§ **Problem statement**
Output the complete listing. Match it exactly.
*-*-*
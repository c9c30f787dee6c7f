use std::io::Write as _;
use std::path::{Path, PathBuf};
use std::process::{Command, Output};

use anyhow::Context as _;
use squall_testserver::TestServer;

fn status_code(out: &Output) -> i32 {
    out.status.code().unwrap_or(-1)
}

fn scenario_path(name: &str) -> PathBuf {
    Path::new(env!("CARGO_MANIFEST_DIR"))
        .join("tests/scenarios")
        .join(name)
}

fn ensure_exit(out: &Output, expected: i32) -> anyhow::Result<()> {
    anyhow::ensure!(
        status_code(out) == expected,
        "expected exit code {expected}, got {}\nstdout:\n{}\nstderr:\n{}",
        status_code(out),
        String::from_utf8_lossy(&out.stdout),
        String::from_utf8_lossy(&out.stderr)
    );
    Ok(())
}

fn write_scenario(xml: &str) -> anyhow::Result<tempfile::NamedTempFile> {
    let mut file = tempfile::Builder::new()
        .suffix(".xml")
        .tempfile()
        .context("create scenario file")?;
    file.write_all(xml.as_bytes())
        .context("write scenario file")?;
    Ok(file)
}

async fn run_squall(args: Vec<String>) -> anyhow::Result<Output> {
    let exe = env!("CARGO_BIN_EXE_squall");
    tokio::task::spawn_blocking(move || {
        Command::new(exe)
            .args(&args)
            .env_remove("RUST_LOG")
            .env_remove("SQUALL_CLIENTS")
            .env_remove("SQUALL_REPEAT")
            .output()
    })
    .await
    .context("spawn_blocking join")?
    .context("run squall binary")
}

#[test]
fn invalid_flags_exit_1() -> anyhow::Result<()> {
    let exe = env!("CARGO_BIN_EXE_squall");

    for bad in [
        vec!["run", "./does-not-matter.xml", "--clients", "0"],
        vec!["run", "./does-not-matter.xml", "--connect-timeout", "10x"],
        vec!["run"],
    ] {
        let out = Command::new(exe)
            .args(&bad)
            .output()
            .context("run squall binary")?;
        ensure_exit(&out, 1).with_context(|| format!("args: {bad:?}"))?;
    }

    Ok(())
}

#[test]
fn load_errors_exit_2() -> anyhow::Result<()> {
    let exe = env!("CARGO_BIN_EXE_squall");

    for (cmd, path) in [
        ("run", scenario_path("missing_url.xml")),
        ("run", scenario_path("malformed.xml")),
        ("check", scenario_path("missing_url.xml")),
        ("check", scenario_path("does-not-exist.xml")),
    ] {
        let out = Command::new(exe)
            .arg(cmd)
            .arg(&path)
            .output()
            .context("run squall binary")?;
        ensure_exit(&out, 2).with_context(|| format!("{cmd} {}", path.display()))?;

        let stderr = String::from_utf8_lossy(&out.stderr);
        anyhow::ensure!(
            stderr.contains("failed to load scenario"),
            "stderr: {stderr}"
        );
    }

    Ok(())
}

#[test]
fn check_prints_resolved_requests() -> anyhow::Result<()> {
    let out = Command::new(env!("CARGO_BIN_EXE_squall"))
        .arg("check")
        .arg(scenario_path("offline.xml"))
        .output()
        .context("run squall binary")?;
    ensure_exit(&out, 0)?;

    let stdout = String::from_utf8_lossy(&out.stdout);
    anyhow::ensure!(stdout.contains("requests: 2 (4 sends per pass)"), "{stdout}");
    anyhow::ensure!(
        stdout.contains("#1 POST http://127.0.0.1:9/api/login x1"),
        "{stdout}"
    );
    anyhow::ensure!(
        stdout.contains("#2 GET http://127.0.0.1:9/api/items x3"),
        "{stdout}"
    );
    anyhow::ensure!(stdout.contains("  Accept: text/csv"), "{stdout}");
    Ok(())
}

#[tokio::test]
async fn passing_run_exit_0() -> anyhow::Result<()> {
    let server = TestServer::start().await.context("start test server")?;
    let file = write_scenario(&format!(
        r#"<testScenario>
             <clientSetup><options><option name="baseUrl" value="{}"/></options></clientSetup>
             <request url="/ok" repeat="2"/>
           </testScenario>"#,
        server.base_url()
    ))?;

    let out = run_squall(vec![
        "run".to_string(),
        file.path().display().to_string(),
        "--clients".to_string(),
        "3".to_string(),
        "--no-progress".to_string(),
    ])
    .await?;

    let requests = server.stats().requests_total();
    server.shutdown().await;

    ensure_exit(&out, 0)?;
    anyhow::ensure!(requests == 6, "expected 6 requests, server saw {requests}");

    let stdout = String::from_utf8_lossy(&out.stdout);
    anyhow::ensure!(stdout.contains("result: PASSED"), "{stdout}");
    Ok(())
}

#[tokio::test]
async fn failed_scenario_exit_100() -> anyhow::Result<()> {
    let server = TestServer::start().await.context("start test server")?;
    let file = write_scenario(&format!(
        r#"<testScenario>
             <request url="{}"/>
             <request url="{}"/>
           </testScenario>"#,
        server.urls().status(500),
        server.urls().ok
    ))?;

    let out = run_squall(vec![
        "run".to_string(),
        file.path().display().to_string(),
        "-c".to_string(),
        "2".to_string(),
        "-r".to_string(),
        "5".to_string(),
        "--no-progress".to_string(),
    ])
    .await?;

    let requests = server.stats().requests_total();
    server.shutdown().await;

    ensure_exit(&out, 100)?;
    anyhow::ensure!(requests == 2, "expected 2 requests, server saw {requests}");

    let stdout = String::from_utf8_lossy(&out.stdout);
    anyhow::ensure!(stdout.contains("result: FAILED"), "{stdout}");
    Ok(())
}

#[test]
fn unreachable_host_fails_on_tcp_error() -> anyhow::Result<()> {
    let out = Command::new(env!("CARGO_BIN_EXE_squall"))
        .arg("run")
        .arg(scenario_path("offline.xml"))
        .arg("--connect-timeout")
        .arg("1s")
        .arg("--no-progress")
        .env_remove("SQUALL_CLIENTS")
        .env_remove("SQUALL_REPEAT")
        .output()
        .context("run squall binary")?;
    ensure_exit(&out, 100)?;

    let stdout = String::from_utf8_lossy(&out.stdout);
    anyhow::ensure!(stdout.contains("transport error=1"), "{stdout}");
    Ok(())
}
*-*-*
§ **Solution below**
repository c9c30f787dee6c7f
use std::io::Write as _;
use std::path::{Path, PathBuf};
use std::process::{Command, Output};

use anyhow::Context as _;
use squall_testserver::TestServer;

fn status_code(out: &Output) -> i32 {
    out.status.code().unwrap_or(-1)
}

fn scenario_path(name: &str) -> PathBuf {
    Path::new(env!("CARGO_MANIFEST_DIR"))
        .join("tests/scenarios")
        .join(name)
}

fn ensure_exit(out: &Output, expected: i32) -> anyhow::Result<()> {
    anyhow::ensure!(
        status_code(out) == expected,
        "expected exit code {expected}, got {}\nstdout:\n{}\nstderr:\n{}",
        status_code(out),
        String::from_utf8_lossy(&out.stdout),
        String::from_utf8_lossy(&out.stderr)
    );
    Ok(())
}

fn write_scenario(xml: &str) -> anyhow::Result<tempfile::NamedTempFile> {
    let mut file = tempfile::Builder::new()
        .suffix(".xml")
        .tempfile()
        .context("create scenario file")?;
    file.write_all(xml.as_bytes())
        .context("write scenario file")?;
    Ok(file)
}

async fn run_squall(args: Vec<String>) -> anyhow::Result<Output> {
    let exe = env!("CARGO_BIN_EXE_squall");
    tokio::task::spawn_blocking(move || {
        Command::new(exe)
            .args(&args)
            .env_remove("RUST_LOG")
            .env_remove("SQUALL_CLIENTS")
            .env_remove("SQUALL_REPEAT")
            .output()
    })
    .await
    .context("spawn_blocking join")?
    .context("run squall binary")
}

#[test]
fn invalid_flags_exit_1() -> anyhow::Result<()> {
    let exe = env!("CARGO_BIN_EXE_squall");

    for bad in [
        vec!["run", "./does-not-matter.xml", "--clients", "0"],
        vec!["run", "./does-not-matter.xml", "--connect-timeout", "10x"],
        vec!["run"],
    ] {
        let out = Command::new(exe)
            .args(&bad)
            .output()
            .context("run squall binary")?;
        ensure_exit(&out, 1).with_context(|| format!("args: {bad:?}"))?;
    }

    Ok(())
}

#[test]
fn load_errors_exit_2() -> anyhow::Result<()> {
    let exe = env!("CARGO_BIN_EXE_squall");

    for (cmd, path) in [
        ("run", scenario_path("missing_url.xml")),
        ("run", scenario_path("malformed.xml")),
        ("check", scenario_path("missing_url.xml")),
        ("check", scenario_path("does-not-exist.xml")),
    ] {
        let out = Command::new(exe)
            .arg(cmd)
            .arg(&path)
            .output()
            .context("run squall binary")?;
        ensure_exit(&out, 2).with_context(|| format!("{cmd} {}", path.display()))?;

        let stderr = String::from_utf8_lossy(&out.stderr);
        anyhow::ensure!(
            stderr.contains("failed to load scenario"),
            "stderr: {stderr}"
        );
    }

    Ok(())
}

#[test]
fn check_prints_resolved_requests() -> anyhow::Result<()> {
    let out = Command::new(env!("CARGO_BIN_EXE_squall"))
        .arg("check")
        .arg(scenario_path("offline.xml"))
        .output()
        .context("run squall binary")?;
    ensure_exit(&out, 0)?;

    let stdout = String::from_utf8_lossy(&out.stdout);
    anyhow::ensure!(stdout.contains("requests: 2 (4 sends per pass)"), "{stdout}");
    anyhow::ensure!(
        stdout.contains("#1 POST http://127.0.0.1:9/api/login x1"),
        "{stdout}"
    );
    anyhow::ensure!(
        stdout.contains("#2 GET http://127.0.0.1:9/api/items x3"),
        "{stdout}"
    );
    anyhow::ensure!(stdout.contains("  Accept: text/csv"), "{stdout}");
    Ok(())
}

#[tokio::test]
async fn passing_run_exit_0() -> anyhow::Result<()> {
    let server = TestServer::start().await.context("start test server")?;
    let file = write_scenario(&format!(
        r#"<testScenario>
             <clientSetup><options><option name="baseUrl" value="{}"/></options></clientSetup>
             <request url="/ok" repeat="2"/>
           </testScenario>"#,
        server.base_url()
    ))?;

    let out = run_squall(vec![
        "run".to_string(),
        file.path().display().to_string(),
        "--clients".to_string(),
        "3".to_string(),
        "--no-progress".to_string(),
    ])
    .await?;

    let requests = server.stats().requests_total();
    server.shutdown().await;

    ensure_exit(&out, 0)?;
    anyhow::ensure!(requests == 6, "expected 6 requests, server saw {requests}");

    let stdout = String::from_utf8_lossy(&out.stdout);
    anyhow::ensure!(stdout.contains("result: PASSED"), "{stdout}");
    Ok(())
}

#[tokio::test]
async fn failed_scenario_exit_100() -> anyhow::Result<()> {
    let server = TestServer::start().await.context("start test server")?;
    let file = write_scenario(&format!(
        r#"<testScenario>
             <request url="{}"/>
             <request url="{}"/>
           </testScenario>"#,
        server.urls().status(500),
        server.urls().ok
    ))?;

    let out = run_squall(vec![
        "run".to_string(),
        file.path().display().to_string(),
        "-c".to_string(),
        "2".to_string(),
        "-r".to_string(),
        "5".to_string(),
        "--no-progress".to_string(),
    ])
    .await?;

    let requests = server.stats().requests_total();
    server.shutdown().await;

    ensure_exit(&out, 100)?;
    anyhow::ensure!(requests == 2, "expected 2 requests, server saw {requests}");

    let stdout = String::from_utf8_lossy(&out.stdout);
    anyhow::ensure!(stdout.contains("result: FAILED"), "{stdout}");
    Ok(())
}

#[test]
fn unreachable_host_fails_on_tcp_error() -> anyhow::Result<()> {
    let out = Command::new(env!("CARGO_BIN_EXE_squall"))
        .arg("run")
        .arg(scenario_path("offline.xml"))
        .arg("--connect-timeout")
        .arg("1s")
        .arg("--no-progress")
        .env_remove("SQUALL_CLIENTS")
        .env_remove("SQUALL_REPEAT")
        .output()
        .context("run squall binary")?;
    ensure_exit(&out, 100)?;

    let stdout = String::from_utf8_lossy(&out.stdout);
    anyhow::ensure!(stdout.contains("transport error=1"), "{stdout}");
    Ok(())
}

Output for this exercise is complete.